# Task statement
Beginning with the first line below, please repeat the material exactly, ending with the line that includes "#[serde(other)]".

# Information shown
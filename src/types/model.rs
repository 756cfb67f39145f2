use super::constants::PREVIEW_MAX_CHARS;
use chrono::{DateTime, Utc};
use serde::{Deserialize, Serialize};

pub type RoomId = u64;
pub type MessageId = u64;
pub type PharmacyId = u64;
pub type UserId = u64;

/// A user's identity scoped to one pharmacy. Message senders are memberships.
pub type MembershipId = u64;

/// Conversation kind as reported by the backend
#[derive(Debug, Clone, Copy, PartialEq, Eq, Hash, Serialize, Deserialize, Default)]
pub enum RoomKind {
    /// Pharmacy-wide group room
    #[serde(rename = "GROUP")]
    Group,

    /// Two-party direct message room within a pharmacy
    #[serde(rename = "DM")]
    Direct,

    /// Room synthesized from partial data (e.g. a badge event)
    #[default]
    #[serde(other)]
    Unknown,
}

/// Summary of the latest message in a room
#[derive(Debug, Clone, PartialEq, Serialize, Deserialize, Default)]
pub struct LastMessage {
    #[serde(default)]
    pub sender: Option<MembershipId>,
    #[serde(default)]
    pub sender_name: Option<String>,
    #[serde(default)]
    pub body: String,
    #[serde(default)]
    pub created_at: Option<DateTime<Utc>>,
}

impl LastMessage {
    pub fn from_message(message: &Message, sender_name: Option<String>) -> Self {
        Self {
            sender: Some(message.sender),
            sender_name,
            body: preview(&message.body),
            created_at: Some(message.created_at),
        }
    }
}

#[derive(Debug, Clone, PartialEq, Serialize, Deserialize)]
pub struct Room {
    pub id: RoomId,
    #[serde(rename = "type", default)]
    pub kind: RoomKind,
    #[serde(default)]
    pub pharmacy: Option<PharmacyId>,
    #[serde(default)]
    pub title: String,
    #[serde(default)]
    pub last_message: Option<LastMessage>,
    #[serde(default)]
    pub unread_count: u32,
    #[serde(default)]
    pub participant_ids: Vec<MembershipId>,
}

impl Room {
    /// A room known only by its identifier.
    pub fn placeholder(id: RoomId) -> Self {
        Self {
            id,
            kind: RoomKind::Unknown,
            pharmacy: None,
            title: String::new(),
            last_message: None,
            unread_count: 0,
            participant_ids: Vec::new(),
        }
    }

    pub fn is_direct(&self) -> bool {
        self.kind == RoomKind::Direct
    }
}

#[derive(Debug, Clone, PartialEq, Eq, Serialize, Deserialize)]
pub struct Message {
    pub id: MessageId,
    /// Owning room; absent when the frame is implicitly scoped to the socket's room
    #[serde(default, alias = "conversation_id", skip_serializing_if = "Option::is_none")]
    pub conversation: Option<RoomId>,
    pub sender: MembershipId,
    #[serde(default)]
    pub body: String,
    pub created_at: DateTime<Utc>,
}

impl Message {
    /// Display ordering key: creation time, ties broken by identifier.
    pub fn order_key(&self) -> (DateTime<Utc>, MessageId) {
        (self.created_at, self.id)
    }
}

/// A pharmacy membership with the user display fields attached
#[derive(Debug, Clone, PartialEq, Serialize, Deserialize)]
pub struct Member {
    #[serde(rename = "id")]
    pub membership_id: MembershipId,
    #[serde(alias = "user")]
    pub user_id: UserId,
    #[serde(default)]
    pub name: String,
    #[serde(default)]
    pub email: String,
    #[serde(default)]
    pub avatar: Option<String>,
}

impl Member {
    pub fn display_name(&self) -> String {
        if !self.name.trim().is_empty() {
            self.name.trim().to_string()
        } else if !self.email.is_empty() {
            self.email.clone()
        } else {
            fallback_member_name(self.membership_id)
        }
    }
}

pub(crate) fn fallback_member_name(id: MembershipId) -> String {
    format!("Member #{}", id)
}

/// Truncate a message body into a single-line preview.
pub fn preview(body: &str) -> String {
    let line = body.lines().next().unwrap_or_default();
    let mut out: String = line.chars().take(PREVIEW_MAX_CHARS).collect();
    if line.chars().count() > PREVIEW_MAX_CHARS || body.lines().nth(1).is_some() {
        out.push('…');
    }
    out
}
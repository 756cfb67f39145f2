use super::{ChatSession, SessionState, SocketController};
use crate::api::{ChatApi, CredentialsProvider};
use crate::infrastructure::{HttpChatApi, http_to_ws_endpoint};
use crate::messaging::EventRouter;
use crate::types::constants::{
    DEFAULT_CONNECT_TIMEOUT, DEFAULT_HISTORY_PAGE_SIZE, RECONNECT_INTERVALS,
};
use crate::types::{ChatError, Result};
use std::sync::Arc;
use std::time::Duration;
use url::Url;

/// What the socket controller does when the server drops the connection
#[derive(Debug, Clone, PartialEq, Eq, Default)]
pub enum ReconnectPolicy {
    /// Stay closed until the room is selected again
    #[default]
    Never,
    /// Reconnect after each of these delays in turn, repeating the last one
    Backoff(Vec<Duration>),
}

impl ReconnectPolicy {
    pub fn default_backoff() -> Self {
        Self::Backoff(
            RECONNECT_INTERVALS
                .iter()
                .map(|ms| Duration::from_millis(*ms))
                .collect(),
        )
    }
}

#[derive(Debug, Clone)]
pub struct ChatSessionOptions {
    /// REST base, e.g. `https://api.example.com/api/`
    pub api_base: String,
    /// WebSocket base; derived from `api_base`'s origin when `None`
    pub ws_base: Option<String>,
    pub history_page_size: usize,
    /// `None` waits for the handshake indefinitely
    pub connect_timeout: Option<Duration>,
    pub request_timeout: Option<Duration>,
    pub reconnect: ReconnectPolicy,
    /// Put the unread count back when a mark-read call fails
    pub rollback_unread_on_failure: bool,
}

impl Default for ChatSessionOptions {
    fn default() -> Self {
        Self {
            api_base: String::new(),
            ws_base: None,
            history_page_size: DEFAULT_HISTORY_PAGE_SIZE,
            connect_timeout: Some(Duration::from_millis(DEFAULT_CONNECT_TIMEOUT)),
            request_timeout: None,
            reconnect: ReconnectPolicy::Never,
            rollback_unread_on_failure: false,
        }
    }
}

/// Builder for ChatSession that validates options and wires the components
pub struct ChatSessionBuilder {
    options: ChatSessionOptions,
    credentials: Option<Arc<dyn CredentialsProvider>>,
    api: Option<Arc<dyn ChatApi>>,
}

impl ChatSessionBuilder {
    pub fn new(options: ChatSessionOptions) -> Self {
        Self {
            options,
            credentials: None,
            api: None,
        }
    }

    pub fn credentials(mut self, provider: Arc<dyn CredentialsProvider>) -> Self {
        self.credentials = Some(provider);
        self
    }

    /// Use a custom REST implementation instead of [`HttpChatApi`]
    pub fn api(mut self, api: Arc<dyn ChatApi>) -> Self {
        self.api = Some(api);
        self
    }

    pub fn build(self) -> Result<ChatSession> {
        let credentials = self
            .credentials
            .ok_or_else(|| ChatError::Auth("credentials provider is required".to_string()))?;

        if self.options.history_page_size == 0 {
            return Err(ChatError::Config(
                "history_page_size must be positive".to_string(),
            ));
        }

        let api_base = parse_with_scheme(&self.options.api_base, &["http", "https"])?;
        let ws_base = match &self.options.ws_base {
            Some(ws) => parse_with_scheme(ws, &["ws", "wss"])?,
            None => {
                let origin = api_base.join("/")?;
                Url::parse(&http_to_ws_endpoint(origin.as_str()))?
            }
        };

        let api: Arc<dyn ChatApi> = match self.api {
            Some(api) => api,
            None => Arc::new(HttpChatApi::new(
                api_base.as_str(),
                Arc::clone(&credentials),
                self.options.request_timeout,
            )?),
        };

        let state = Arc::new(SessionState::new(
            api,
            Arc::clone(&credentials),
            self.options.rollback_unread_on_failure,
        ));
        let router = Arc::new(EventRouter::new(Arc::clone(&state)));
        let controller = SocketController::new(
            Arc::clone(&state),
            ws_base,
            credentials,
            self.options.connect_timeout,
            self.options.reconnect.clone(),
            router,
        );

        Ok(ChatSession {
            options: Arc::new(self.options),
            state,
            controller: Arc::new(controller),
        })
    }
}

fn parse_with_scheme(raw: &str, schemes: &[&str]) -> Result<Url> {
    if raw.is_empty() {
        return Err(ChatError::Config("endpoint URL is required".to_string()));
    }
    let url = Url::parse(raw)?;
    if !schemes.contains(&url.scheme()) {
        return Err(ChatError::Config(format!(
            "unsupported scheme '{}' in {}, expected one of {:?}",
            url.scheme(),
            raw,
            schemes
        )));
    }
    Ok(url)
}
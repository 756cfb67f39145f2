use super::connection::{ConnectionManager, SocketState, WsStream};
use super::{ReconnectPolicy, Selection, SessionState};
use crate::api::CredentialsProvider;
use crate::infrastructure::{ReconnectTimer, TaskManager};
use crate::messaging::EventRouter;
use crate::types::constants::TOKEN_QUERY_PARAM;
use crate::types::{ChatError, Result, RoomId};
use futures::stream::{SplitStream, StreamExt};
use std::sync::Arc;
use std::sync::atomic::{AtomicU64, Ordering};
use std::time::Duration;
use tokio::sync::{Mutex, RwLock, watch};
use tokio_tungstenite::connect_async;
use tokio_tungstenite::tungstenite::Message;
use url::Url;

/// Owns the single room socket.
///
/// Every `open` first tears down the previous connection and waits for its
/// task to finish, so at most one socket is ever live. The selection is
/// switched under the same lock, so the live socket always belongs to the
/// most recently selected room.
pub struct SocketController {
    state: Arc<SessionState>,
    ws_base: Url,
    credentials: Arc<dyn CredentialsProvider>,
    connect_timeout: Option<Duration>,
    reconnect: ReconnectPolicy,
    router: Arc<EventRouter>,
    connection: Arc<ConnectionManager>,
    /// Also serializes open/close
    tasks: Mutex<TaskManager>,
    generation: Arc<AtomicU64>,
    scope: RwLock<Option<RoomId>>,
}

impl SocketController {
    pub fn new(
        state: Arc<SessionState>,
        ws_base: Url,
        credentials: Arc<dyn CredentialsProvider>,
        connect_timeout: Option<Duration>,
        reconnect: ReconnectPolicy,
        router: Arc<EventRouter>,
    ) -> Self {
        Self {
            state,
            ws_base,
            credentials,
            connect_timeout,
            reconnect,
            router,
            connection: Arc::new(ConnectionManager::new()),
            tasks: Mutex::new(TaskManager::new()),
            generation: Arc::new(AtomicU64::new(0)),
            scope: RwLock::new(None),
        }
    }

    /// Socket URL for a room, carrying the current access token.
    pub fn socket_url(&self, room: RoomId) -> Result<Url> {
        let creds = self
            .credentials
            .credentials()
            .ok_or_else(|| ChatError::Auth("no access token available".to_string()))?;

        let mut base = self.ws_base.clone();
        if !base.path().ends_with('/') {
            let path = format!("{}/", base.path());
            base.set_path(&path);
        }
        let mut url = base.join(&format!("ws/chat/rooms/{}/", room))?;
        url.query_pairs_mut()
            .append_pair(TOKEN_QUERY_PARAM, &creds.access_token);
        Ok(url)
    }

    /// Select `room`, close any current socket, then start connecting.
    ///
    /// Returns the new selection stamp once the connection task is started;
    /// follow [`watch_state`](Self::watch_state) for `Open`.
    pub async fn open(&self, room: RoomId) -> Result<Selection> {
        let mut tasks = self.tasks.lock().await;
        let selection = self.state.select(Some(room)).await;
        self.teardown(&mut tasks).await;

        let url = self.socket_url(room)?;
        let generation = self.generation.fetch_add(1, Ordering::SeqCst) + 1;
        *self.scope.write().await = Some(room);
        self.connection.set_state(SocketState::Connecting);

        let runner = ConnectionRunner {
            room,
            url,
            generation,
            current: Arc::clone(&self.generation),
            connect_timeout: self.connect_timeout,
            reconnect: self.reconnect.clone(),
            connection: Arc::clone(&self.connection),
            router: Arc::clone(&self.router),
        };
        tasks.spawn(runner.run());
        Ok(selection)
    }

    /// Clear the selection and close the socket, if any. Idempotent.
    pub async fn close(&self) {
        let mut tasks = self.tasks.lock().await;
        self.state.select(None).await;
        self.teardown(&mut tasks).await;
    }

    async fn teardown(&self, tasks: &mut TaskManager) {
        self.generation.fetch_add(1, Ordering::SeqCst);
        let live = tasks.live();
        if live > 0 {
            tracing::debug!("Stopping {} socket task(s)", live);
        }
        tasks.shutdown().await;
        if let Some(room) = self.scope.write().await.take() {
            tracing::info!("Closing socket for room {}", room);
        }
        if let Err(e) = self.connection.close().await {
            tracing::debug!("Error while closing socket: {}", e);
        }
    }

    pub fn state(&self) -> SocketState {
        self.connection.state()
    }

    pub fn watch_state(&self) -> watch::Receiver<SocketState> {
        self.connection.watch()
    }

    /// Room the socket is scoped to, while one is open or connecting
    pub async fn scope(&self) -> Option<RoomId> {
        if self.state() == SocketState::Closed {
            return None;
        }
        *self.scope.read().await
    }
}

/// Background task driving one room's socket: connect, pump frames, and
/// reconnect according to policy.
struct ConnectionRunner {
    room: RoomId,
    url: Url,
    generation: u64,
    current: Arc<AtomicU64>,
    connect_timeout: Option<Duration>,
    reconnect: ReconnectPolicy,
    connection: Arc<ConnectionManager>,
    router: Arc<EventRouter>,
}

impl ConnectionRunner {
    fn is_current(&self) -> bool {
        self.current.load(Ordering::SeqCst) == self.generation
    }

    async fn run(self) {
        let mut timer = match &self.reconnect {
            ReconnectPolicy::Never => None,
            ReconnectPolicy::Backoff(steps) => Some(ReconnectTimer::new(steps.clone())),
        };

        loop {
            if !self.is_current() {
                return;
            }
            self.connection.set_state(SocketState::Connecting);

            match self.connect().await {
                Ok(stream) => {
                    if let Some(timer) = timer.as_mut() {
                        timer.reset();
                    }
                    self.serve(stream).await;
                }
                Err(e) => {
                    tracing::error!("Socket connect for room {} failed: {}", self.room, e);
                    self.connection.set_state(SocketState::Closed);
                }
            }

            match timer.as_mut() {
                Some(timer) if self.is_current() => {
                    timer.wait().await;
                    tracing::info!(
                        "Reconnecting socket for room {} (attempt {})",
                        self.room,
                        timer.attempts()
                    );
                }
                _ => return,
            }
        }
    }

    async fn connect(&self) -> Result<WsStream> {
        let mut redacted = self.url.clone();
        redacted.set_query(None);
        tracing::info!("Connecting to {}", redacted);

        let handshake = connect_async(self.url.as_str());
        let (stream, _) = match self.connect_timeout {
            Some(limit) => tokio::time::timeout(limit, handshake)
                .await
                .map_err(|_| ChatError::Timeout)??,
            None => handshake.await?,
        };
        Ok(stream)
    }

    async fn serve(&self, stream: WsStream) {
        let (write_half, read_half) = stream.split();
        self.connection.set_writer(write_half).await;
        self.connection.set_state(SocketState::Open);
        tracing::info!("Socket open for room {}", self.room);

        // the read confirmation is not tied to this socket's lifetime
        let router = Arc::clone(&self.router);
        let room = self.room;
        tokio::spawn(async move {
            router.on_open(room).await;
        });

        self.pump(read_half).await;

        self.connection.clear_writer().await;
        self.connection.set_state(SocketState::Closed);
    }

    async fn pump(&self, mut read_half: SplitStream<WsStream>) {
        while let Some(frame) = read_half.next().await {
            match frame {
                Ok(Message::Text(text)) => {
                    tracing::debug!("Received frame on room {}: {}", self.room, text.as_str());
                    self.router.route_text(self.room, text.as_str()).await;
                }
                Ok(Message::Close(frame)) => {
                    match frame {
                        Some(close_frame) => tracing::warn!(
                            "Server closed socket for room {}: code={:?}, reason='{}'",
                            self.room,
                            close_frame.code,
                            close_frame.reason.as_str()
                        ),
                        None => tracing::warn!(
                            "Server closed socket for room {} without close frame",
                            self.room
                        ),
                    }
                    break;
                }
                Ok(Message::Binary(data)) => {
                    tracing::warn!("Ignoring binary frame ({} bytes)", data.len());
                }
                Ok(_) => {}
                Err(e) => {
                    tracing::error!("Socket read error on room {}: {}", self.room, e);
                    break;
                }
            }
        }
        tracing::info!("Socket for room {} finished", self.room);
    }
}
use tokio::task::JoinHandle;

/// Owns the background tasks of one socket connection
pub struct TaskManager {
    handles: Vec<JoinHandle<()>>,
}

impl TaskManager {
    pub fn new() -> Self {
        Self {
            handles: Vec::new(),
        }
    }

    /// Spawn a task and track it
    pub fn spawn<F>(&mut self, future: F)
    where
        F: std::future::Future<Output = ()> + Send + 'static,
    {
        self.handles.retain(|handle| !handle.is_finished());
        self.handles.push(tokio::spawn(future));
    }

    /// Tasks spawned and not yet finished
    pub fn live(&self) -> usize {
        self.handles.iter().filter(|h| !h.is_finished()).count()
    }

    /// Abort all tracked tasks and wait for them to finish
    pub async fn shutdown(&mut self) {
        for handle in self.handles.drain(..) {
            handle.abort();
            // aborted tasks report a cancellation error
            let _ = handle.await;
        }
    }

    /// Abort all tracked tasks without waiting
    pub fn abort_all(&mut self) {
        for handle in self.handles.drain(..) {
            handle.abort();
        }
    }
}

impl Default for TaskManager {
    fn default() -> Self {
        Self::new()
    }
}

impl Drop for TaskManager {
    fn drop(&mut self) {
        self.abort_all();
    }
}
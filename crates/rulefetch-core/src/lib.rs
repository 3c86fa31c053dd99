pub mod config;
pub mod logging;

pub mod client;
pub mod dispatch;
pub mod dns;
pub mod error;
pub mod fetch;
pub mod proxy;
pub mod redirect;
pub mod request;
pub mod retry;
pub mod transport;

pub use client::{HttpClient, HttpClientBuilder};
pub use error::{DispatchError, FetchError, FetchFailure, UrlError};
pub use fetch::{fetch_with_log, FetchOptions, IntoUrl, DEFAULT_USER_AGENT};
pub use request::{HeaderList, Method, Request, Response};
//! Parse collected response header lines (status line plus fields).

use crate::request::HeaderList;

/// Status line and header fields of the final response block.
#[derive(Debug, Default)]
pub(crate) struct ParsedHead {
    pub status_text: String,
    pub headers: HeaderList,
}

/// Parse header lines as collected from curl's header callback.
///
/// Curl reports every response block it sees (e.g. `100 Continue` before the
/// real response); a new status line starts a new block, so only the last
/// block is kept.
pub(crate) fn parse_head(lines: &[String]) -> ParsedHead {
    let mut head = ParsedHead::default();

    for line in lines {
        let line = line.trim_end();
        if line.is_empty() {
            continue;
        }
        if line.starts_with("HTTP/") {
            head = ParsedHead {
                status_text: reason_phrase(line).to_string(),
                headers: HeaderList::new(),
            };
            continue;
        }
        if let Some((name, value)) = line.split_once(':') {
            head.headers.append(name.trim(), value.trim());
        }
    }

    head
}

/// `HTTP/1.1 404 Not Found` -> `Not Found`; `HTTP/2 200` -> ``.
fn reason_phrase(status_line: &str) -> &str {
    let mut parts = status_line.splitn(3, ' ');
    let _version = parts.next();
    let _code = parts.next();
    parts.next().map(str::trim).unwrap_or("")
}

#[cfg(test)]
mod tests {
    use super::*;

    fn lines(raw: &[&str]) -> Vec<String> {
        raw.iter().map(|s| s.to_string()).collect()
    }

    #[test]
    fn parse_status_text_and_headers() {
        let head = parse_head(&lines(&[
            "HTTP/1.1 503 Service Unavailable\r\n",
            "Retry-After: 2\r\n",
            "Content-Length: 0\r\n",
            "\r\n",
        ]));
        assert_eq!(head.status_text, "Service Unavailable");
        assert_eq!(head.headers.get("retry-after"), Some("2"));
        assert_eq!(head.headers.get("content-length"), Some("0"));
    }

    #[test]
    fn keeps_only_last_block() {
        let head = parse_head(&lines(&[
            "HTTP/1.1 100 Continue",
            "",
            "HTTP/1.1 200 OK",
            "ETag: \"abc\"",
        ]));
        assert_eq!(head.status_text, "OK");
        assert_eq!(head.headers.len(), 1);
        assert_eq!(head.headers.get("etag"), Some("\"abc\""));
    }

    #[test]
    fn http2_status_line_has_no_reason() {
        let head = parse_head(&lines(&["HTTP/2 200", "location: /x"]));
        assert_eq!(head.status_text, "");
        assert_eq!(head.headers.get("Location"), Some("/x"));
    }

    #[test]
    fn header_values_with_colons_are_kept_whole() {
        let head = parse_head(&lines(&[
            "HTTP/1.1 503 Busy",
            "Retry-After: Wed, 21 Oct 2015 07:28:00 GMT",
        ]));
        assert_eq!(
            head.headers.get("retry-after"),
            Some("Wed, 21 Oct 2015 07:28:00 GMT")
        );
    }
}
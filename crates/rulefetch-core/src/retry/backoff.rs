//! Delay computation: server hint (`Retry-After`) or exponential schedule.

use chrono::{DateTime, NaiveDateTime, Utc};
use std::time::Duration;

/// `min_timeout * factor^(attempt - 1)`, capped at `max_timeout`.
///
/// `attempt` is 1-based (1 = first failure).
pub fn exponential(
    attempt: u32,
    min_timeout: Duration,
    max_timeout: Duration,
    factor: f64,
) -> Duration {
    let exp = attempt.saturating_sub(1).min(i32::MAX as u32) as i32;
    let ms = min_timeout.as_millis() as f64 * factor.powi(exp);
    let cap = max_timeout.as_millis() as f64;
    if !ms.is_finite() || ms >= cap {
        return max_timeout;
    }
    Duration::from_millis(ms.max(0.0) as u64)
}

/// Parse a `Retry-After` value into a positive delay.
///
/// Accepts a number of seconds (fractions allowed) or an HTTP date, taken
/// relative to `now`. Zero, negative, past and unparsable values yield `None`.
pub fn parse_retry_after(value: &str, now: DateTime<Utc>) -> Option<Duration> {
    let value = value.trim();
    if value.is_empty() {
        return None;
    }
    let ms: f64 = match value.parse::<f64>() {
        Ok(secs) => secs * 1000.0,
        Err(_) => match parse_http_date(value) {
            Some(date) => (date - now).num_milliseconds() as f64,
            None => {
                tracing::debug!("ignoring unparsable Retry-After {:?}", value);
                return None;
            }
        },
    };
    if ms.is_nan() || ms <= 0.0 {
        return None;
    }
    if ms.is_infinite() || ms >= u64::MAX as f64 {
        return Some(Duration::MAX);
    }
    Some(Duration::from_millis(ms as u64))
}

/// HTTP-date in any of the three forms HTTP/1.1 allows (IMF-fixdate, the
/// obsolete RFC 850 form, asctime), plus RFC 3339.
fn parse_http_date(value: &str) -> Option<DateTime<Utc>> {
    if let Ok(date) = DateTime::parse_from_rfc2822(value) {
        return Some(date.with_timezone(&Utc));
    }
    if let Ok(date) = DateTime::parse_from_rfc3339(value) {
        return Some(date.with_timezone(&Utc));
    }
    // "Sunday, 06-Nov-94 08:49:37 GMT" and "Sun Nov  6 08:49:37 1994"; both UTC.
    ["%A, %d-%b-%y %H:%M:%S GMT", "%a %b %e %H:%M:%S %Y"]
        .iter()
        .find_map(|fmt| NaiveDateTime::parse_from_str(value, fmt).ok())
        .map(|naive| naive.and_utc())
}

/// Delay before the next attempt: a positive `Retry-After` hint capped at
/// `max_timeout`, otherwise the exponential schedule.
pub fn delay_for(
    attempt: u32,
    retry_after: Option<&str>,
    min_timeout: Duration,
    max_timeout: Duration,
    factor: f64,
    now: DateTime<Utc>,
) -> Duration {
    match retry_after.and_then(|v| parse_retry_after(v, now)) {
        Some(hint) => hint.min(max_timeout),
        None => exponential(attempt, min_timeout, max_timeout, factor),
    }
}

# Your solution
filename src/types/model.rs
repository 756cfb67f39145f2
use super::constants::PREVIEW_MAX_CHARS;
use chrono::{DateTime, Utc};
use serde::{Deserialize, Serialize};

pub type RoomId = u64;
pub type MessageId = u64;
pub type PharmacyId = u64;
pub type UserId = u64;

/// A user's identity scoped to one pharmacy. Message senders are memberships.
pub type MembershipId = u64;

/// Conversation kind as reported by the backend
#[derive(Debug, Clone, Copy, PartialEq, Eq, Hash, Serialize, Deserialize, Default)]
pub enum RoomKind {
    /// Pharmacy-wide group room
    #[serde(rename = "GROUP")]
    Group,

    /// Two-party direct message room within a pharmacy
    #[serde(rename = "DM")]
    Direct,

    /// Room synthesized from partial data (e.g. a badge event)
    #[default]
    #[serde(other)]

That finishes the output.